Karlrobert Kreiten (26 June 1916, Bonn, Rhine Province – 7 September 1943) was a German pianist, albeit holding Dutch citizenship his entire life due to his Dutch father.

Biography 
He was regarded by Wilhelm Furtwängler and others to be one of the most talented young pianists in Germany. Born in Bonn, his German mother was the classical singer Emmy Kreiten, née Liebergesell, who sang under the stage name Emmy Kreiten-Barido. His father Theo Kreiten, was a Dutch composer, concert pianist, and writer. The Kreiten family originated in the area of the Lower Rhineland, near the current Dutch-German border.

He made his debut at the age of eleven with Wolfgang Amadeus Mozart's Piano Concerto in A major  in a live broadcast. He was educated in Berlin by Claudio Arrau.

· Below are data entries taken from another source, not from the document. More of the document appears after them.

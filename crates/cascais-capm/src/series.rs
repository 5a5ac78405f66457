//! Price series primitives and date alignment.
//!
//! A [`PriceSeries`] is the unit of input to the estimator: one symbol's
//! daily price history, sorted by date with no duplicate dates. Two series
//! are intersected by [`align`] before any return is computed, so the
//! estimator only ever sees same-date observations.

use chrono::NaiveDate;
use serde::{Deserialize, Serialize};
use std::cmp::Ordering;

/// A single (date, price) observation.
#[derive(Debug, Clone, Copy, PartialEq, Serialize, Deserialize)]
pub struct PricePoint {
    /// Observation date.
    pub date: NaiveDate,
    /// Price at that date (adjusted close for equity data).
    pub price: f64,
}

/// Daily price history for one symbol, ordered by date.
///
/// The constructor normalizes its input: points are sorted by date and
/// duplicate dates are collapsed, keeping the last observation for a date
/// (vendor corrections arrive later in a feed). After construction dates
/// are strictly increasing.
#[derive(Debug, Clone, PartialEq, Serialize, Deserialize)]
pub struct PriceSeries {
    symbol: String,
    points: Vec<PricePoint>,
}

impl PriceSeries {
    /// Create a normalized price series from raw observations.
    pub fn new(symbol: impl Into<String>, mut points: Vec<PricePoint>) -> Self {
        points.sort_by_key(|p| p.date);
        // dedup_by_key keeps the first of each run; reverse so the last
        // observation for a date survives.
        points.reverse();
        points.dedup_by_key(|p| p.date);
        points.reverse();

        Self {
            symbol: symbol.into(),
            points,
        }
    }

    /// Create a series from parallel date and price vectors.
    ///
    /// Extra entries in the longer vector are ignored.
    pub fn from_parts(symbol: impl Into<String>, dates: Vec<NaiveDate>, prices: Vec<f64>) -> Self {
        let points = dates
            .into_iter()
            .zip(prices)
            .map(|(date, price)| PricePoint { date, price })
            .collect();
        Self::new(symbol, points)
    }

    /// The symbol this series belongs to.
    pub fn symbol(&self) -> &str {
        &self.symbol
    }

    /// The observations, sorted by date.
    pub fn points(&self) -> &[PricePoint] {
        &self.points
    }

    /// Number of observations.
    pub fn len(&self) -> usize {
        self.points.len()
    }

    /// Whether the series has no observations.
    pub fn is_empty(&self) -> bool {
        self.points.is_empty()
    }
}

/// Two price series intersected onto their common dates.
#[derive(Debug, Clone, PartialEq, Serialize, Deserialize)]
pub struct AlignedPrices {
    /// Common observation dates.
    pub dates: Vec<NaiveDate>,
    /// Asset prices on those dates.
    pub asset: Vec<f64>,
    /// Benchmark prices on those dates.
    pub benchmark: Vec<f64>,
}

impl AlignedPrices {
    /// Number of aligned rows.
    pub fn len(&self) -> usize {
        self.dates.len()
    }

    /// Whether no rows survived the intersection.
    pub fn is_empty(&self) -> bool {
        self.dates.is_empty()
    }
}

/// Intersect two price series by date.
///
/// Dates present in only one series are dropped, as are rows where either
/// price is non-finite (the vendor's way of marking a missing value). Both
/// inputs are already sorted, so this is a single merge pass.
pub fn align(asset: &PriceSeries, benchmark: &PriceSeries) -> AlignedPrices {
    let a = asset.points();
    let b = benchmark.points();

    let mut dates = Vec::new();
    let mut asset_prices = Vec::new();
    let mut benchmark_prices = Vec::new();

    let (mut i, mut j) = (0, 0);
    while i < a.len() && j < b.len() {
        match a[i].date.cmp(&b[j].date) {
            Ordering::Less => i += 1,
            Ordering::Greater => j += 1,
            Ordering::Equal => {
                if a[i].price.is_finite() && b[j].price.is_finite() {
                    dates.push(a[i].date);
                    asset_prices.push(a[i].price);
                    benchmark_prices.push(b[j].price);
                }
                i += 1;
                j += 1;
            }
        }
    }

    AlignedPrices {
        dates,
        asset: asset_prices,
        benchmark: benchmark_prices,
    }
}
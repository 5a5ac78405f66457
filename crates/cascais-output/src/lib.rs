#![doc = include_str!("../README.md")]
#![doc(issue_tracker_base_url = "https://github.com/factordynamics/cascais/issues/")]
#![cfg_attr(docsrs, feature(doc_cfg, doc_auto_cfg))]
#![warn(missing_docs)]
#![forbid(unsafe_code)]

pub mod report;

pub use report::{CapmReport, ReportError};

Kreiten was reported to the Gestapo by Nazi neighbor Ellen Ott-Monecke for allegedly making negative remarks about Adolf Hitler and the war effort. He was indicted at the Volksgerichtshof, with Roland Freisler presiding, and condemned to death. Once a student of the famous pianist Claudio Arrau, Karlrobert Kreiten had influential friends. But even the intervention of the equally famous conductor Wilhelm Furtwängler couldn't prevent his arrest and execution. Friends and family frantically tried to save his life, but to no avail. The family only accidentally learned that Karlrobert had been executed by hanging, with 185 other inmates, at Plötzensee Prison. An appeal for clemency was approved the day after the execution.

Emmy Kreiten, Karlrobert's mother, later showed fellow musicians an invoice she had received from the prison: The family actually had to pay the prison fees, even for the rope used to hang her son. Everything itemized in Reichsmark, line by line, down to the last Reichspfennig.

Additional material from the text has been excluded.